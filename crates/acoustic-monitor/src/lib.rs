//! # Acoustic Monitor
//!
//! Runtime for the acoustic pest monitor. A [`FieldMonitor`] keeps the sensor
//! registry, drives per-sensor baseline establishment and a global periodic
//! sampling tick, scores readings against baselines, raises alerts and fans
//! state changes out to subscribers.
//!
//! Audio capture and classification are injected through the [`AudioCapture`]
//! and [`Classifier`] traits. [`CommandCapture`] and [`CommandClassifier`] shell
//! out to external programs; [`testing`] has scripted doubles.

pub mod accumulator;
pub mod broadcast;
pub mod capture;
pub mod classifier;
pub mod config;
mod context;
pub mod dispatcher;
pub mod error;
pub mod lease;
mod monitor;
pub mod registry;
mod scheduler;
pub mod store;
pub mod testing;

pub use broadcast::{Broadcaster, Subscription};
pub use capture::{AudioCapture, CaptureError, CommandCapture};
pub use classifier::{Classifier, ClassifierError, CommandClassifier};
pub use config::{DaemonConfig, MonitorConfig};
pub use error::{MonitorError, MonitorResult};
pub use monitor::{BaselineAction, FieldMonitor};
pub use registry::{RegisterRequest, Registration};
pub use scheduler::CaptureState;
⁂
#### [INSTRUCTIONS TO FOLLOW]
An exact copy of every entry above is required.

#### [REPLY TO THE TASK]
filename crates/acoustic-monitor/src/lib.rs
//! # Acoustic Monitor
//!
//! Runtime for the acoustic pest monitor. A [`FieldMonitor`] keeps the sensor
//! registry, drives per-sensor baseline establishment and a global periodic
//! sampling tick, scores readings against baselines, raises alerts and fans
//! state changes out to subscribers.
//!
//! Audio capture and classification are injected through the [`AudioCapture`]
//! and [`Classifier`] traits. [`CommandCapture`] and [`CommandClassifier`] shell
//! out to external programs; [`testing`] has scripted doubles.

pub mod accumulator;
pub mod broadcast;
pub mod capture;
pub mod classifier;
pub mod config;
mod context;
pub mod dispatcher;
pub mod error;
pub mod lease;
mod monitor;
pub mod registry;
mod scheduler;
pub mod store;
pub mod testing;

pub use broadcast::{Broadcaster, Subscription};
pub use capture::{AudioCapture, CaptureError, CommandCapture};
pub use classifier::{Classifier, ClassifierError, CommandClassifier};
pub use config::{DaemonConfig, MonitorConfig};
pub use error::{MonitorError, MonitorResult};
pub use monitor::{BaselineAction, FieldMonitor};
pub use registry::{RegisterRequest, Registration};
pub use scheduler::CaptureState;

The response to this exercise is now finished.